Les formateurs en APP sont spécialement confrontés à ces publics très difficiles ; c'était le champ de leur action, dès l'origine. Ils ont souvent à faire à une fréquence statistiquement plus grande d'échec scolaire que dans d'autres dispositifs. Il me semble qu'ils ont la bonne démarche, puisque les formateurs sont souvent décrits comme des accompagnateurs, et que par ailleurs, ils s'appuient aussi sur le " mélange des publics ", en instaurant la communication horizontale dont on parlait tout à l'heure.
Leur travail doit surtout se centrer sur une démarche méthodique et méthodologique, suffisamment structurée pour répondre à la demande, au-delà du besoin " immédiat " de l'individu, comme je l'évoquais précédemment.
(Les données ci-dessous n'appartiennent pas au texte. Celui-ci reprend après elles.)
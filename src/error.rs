use thiserror::Error;

// Main Application Error Type

#[derive(Error, Debug)]
pub enum AppError {
    #[error("Configuration Error: {0}")]
    Configuration(String),
    #[error("Failed to load configuration: {0}")]
    ConfigSource(#[from] config::ConfigError),
    #[error("I/O Error: {0}")]
    Io(#[from] std::io::Error),
    #[error("Image Error: {0}")]
    Image(#[from] image::ImageError),
    #[error("Malformed analysis result: {0}")]
    Decode(#[from] serde_json::Error),
    #[error("{0}")]
    Backend(String),
    #[error("Analysis task failed: {0}")]
    Task(String),
    #[error("UI Error: {0}")]
    Ui(String),
}

// Annotation Error Type
#[derive(Error, Debug, Clone, PartialEq, Eq)]
pub enum AnnotationError {
    #[error("Image of {width}x{height} is too small for damage labels (needs more than 200x150)")]
    ImageTooSmall { width: u32, height: u32 },
}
Et puis, ils doivent utiliser leur intuition, leur courage, et je sais qu'il en faut, même si c'est banal de dire cela. Ce n'est pas parce que le milieu est déprimé qu'ils doivent l'être, au contraire.
Comme disait le philosophe, " Quand on commence quelque chose, on n'a rien à imiter, ça n'existe pas. Ce qu'il faut ? du courage " ; et je reprendrai à mon compte l'expression du poète, en le modifiant ; " Ce n'est pas parce que les choses sont difficiles qu'on ne les entreprend pas, mais c'est pas parce qu'on ne les entreprend pas qu'elles sont difficiles ".